La charge d'espace
La densité volumique ρ décrit une charge répartie dans un volume — nuage électronique, plasma, zone dopée d'un semi-conducteur — en coulombs par mètre cube. C'est la source de l'équation de Poisson qui gouverne tous les calculs de potentiel : div E = ρ/ε₀. Le facteur cube piège les conversions : 1 C/cm³ = 10⁶ C/m³, et le µC/cm³ égale exactement le C/m³.
Semi-conducteurs : le dopage en coulombs
Le dopage du silicium crée des densités de charge fixes considérables : 10¹⁶ atomes donneurs par cm³ — un dopage modéré — représentent 1,6×10⁻³ C/cm³, soit 1 600 C/m³ dans la zone désertée d'une jonction. Ces ρ déterminent la largeur des zones de charge d'espace, les capacités de jonction et les tensions de claquage des diodes et transistors.
Plasmas et atmosphère
L'air par beau temps porte une légère charge d'espace (quelques centaines d'ions par cm³, des fractions de pC/m³) qui entretient le champ électrique atmosphérique de 100 V/m. Les nuages d'orage concentrent des poches de plusieurs nC/m³ sur des kilomètres cubes — assez pour bâtir les centaines de mégavolts de la foudre. Les plasmas industriels et les faisceaux de particules se caractérisent également par leur ρ.

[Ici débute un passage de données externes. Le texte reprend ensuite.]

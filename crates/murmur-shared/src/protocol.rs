//! Wire protocol between two installations.
//!
//! Every operation is an HTTP `POST` of a JSON body to a fixed path on the
//! peer's onion service. Answers are a bare JSON boolean, except for
//! [`IntroduceAnswer`].

use chrono::{DateTime, Utc};
use serde::{Deserialize, Serialize};

use crate::types::{ContactId, GlobalId, PeerAddress, PeerKey};

/// Fixed request paths, one per handshake stage.
pub mod paths {
    pub const INTRODUCE: &str = "/introduce";
    pub const CONFIRM_KEY: &str = "/confirm-key";
    pub const SET_SESSION_KEY: &str = "/set-session-key";
    pub const DELIVER: &str = "/deliver";
}

/// Stage 1: "I have your link; here is who I am."
#[derive(Debug, Clone, Serialize, Deserialize)]
#[serde(rename_all = "camelCase")]
pub struct IntroduceRequest {
    pub name: String,
    pub hello: String,
    /// The sender's own address, so the recipient can reach back.
    pub address: PeerAddress,
    #[serde(with = "crate::encoding::bytes")]
    pub shared_secret: Vec<u8>,
    pub public_key: PeerKey,
    /// The sender's contact id for the recipient.
    pub proposed_remote_id: ContactId,
}

#[derive(Debug, Clone, Serialize, Deserialize, PartialEq, Eq)]
#[serde(rename_all = "camelCase")]
pub struct IntroduceAnswer {
    pub accepted: bool,
    /// The recipient's contact id for the sender.
    pub assigned_remote_id: Option<ContactId>,
}

impl IntroduceAnswer {
    pub fn rejected() -> Self {
        Self {
            accepted: false,
            assigned_remote_id: None,
        }
    }

    pub fn accepted(id: ContactId) -> Self {
        Self {
            accepted: true,
            assigned_remote_id: Some(id),
        }
    }
}

/// Stage 2: the sender proves it holds the shared secret and hands over
/// its public key. Both identifying fields are sealed to the recipient.
#[derive(Debug, Clone, Serialize, Deserialize)]
#[serde(rename_all = "camelCase")]
pub struct ConfirmKeyRequest {
    pub name: String,
    /// Sealed little-endian `u64`: the sender's contact id for the recipient.
    #[serde(with = "crate::encoding::bytes")]
    pub remote_id_encrypted: Vec<u8>,
    /// Sealed shared secret.
    #[serde(with = "crate::encoding::bytes")]
    pub secret_encrypted: Vec<u8>,
    pub public_key: PeerKey,
}

/// Stage 3 payload. Travels sealed as [`SealedBody`].
#[derive(Debug, Clone, Serialize, Deserialize)]
#[serde(rename_all = "camelCase")]
pub struct SessionKeyProposal {
    /// The recipient's contact id for the sender.
    pub remote_id: ContactId,
    #[serde(with = "crate::encoding::bytes")]
    pub secret: Vec<u8>,
    #[serde(with = "crate::encoding::array32")]
    pub session_key: [u8; 32],
}

/// A sealed JSON document, sent as a base64 string.
#[derive(Debug, Clone, Serialize, Deserialize)]
#[serde(transparent)]
pub struct SealedBody(#[serde(with = "crate::encoding::bytes")] pub Vec<u8>);

/// Stage 4: a batch of messages encrypted under the session key.
#[derive(Debug, Clone, Serialize, Deserialize)]
#[serde(rename_all = "camelCase")]
pub struct DeliverRequest {
    /// The recipient's contact id for the sender.
    pub remote_id: ContactId,
    /// Padded-AES encryption of a JSON array of [`DeliveredMessage`].
    #[serde(with = "crate::encoding::bytes")]
    pub batch: Vec<u8>,
}

#[derive(Debug, Clone, Serialize, Deserialize, PartialEq, Eq)]
#[serde(rename_all = "camelCase")]
pub struct DeliveredMessage {
    pub global_id: GlobalId,
    pub time: DateTime<Utc>,
    pub text: String,
}

pub fn encode_id(id: ContactId) -> [u8; 8] {
    id.0.to_le_bytes()
}

pub fn decode_id(bytes: &[u8]) -> Option<ContactId> {
    let arr: [u8; 8] = bytes.try_into().ok()?;
    Some(ContactId(u64::from_le_bytes(arr)))
}

#[cfg(test)]
mod tests {
    use super::*;

    #[test]
    fn test_introduce_uses_camel_case_fields() {
        let req = IntroduceRequest {
            name: "user1".into(),
            hello: "hi".into(),
            address: PeerAddress::parse("abc.onion").unwrap(),
            shared_secret: vec![1, 2],
            public_key: PeerKey([3u8; 32]),
            proposed_remote_id: ContactId(4),
        };
        let json = serde_json::to_value(&req).unwrap();
        assert_eq!(json["proposedRemoteId"], 4);
        assert_eq!(json["sharedSecret"], "AQI=");
        assert_eq!(json["address"], "abc.onion");
    }

    #[test]
    fn test_answer_shape() {
        let json = serde_json::to_value(IntroduceAnswer::accepted(ContactId(9))).unwrap();
        assert_eq!(json, serde_json::json!({ "accepted": true, "assignedRemoteId": 9 }));
    }

    #[test]
    fn test_id_codec() {
        assert_eq!(decode_id(&encode_id(ContactId(77))), Some(ContactId(77)));
        assert_eq!(decode_id(&[1, 2, 3]), None);
    }
}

Chimie des poudres et sécurité
Les poudres et aérosols en mouvement se chargent par triboélectricité : dans un silo ou une conduite pneumatique, des ρ de l'ordre du µC/m³ suffisent à créer des potentiels de dizaines de kilovolts et des étincelles capables d'enflammer un nuage de farine ou de sucre. Les normes ATEX imposent mise à la terre et vitesses limites précisément à partir de ces densités volumiques.